▶ _Work task_: In the entries below, find the line with "y < BOARD_HEIGHT" and the line with "bottom, pre-removal numbering)."; give again those lines and every line between them, exactly.

━━━━━━━━━━━━━━━━

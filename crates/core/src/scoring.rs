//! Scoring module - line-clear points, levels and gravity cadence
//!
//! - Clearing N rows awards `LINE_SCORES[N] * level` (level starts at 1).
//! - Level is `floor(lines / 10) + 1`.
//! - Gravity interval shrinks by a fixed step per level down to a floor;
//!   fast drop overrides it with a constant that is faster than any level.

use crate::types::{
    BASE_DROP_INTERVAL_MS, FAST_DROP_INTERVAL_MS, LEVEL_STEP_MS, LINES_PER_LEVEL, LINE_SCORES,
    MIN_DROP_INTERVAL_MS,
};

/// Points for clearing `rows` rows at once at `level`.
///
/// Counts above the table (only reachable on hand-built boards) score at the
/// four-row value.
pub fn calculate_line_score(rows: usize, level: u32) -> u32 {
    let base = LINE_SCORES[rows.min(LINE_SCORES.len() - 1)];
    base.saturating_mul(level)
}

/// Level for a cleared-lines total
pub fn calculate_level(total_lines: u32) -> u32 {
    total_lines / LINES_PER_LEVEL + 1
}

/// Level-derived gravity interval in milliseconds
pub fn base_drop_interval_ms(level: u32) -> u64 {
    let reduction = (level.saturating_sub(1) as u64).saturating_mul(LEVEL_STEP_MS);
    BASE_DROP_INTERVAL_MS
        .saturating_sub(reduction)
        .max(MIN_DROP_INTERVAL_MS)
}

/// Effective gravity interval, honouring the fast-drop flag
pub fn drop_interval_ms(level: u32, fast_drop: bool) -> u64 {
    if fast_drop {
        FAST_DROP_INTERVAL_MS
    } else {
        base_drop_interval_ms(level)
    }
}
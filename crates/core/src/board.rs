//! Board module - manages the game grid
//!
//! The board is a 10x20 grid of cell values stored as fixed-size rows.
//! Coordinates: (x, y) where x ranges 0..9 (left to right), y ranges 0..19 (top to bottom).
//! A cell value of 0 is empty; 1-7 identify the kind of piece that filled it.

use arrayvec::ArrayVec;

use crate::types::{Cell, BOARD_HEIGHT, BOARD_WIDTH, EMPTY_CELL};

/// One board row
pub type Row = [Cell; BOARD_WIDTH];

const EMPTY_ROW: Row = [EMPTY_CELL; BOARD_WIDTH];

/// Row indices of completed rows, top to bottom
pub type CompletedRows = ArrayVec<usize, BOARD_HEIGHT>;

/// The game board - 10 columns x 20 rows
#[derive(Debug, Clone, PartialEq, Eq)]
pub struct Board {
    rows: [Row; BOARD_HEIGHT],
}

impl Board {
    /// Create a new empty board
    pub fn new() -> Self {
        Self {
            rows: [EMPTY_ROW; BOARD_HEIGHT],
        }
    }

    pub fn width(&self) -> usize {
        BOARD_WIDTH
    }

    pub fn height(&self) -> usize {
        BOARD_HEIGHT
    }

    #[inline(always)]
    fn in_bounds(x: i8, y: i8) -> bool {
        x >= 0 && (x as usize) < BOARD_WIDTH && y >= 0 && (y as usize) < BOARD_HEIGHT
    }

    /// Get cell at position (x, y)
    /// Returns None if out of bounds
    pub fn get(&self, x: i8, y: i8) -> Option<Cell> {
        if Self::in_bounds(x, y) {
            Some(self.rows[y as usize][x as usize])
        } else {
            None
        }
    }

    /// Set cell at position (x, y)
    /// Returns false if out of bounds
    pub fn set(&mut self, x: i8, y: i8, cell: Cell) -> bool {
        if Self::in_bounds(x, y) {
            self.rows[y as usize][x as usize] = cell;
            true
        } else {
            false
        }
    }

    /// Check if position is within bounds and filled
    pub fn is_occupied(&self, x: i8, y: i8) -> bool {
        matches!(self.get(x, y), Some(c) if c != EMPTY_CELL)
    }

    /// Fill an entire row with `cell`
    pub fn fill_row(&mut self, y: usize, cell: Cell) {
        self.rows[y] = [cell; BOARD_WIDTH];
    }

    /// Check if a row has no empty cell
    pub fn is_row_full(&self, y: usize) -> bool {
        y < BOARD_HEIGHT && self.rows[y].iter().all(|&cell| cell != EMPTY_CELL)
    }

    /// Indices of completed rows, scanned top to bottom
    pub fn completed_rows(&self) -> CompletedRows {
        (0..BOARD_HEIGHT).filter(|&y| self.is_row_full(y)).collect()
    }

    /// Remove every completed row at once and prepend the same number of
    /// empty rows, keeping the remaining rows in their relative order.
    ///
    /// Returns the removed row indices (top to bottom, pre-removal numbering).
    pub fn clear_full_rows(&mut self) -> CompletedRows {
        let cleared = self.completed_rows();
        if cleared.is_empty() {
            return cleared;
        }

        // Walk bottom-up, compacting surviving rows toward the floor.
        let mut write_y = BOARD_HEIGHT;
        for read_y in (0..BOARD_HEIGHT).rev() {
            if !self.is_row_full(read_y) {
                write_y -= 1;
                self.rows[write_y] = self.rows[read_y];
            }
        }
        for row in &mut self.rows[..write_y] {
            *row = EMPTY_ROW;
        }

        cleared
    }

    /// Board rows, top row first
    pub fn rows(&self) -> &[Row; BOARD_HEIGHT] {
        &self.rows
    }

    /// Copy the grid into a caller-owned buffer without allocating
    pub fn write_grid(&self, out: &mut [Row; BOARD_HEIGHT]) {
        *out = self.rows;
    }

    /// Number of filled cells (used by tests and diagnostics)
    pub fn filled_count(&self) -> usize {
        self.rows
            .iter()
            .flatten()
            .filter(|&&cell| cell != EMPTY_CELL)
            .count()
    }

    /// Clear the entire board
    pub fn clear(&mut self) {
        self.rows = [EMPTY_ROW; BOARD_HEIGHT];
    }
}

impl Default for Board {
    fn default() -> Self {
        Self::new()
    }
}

━━━━━━━━━━━━━━━━

▶ _Answer for the task_:
        y < BOARD_HEIGHT && self.rows[y].iter().all(|&cell| cell != EMPTY_CELL)
    }

    /// Indices of completed rows, scanned top to bottom
    pub fn completed_rows(&self) -> CompletedRows {
        (0..BOARD_HEIGHT).filter(|&y| self.is_row_full(y)).collect()
    }

    /// Remove every completed row at once and prepend the same number of
    /// empty rows, keeping the remaining rows in their relative order.
    ///
    /// Returns the removed row indices (top to bottom, pre-removal numbering).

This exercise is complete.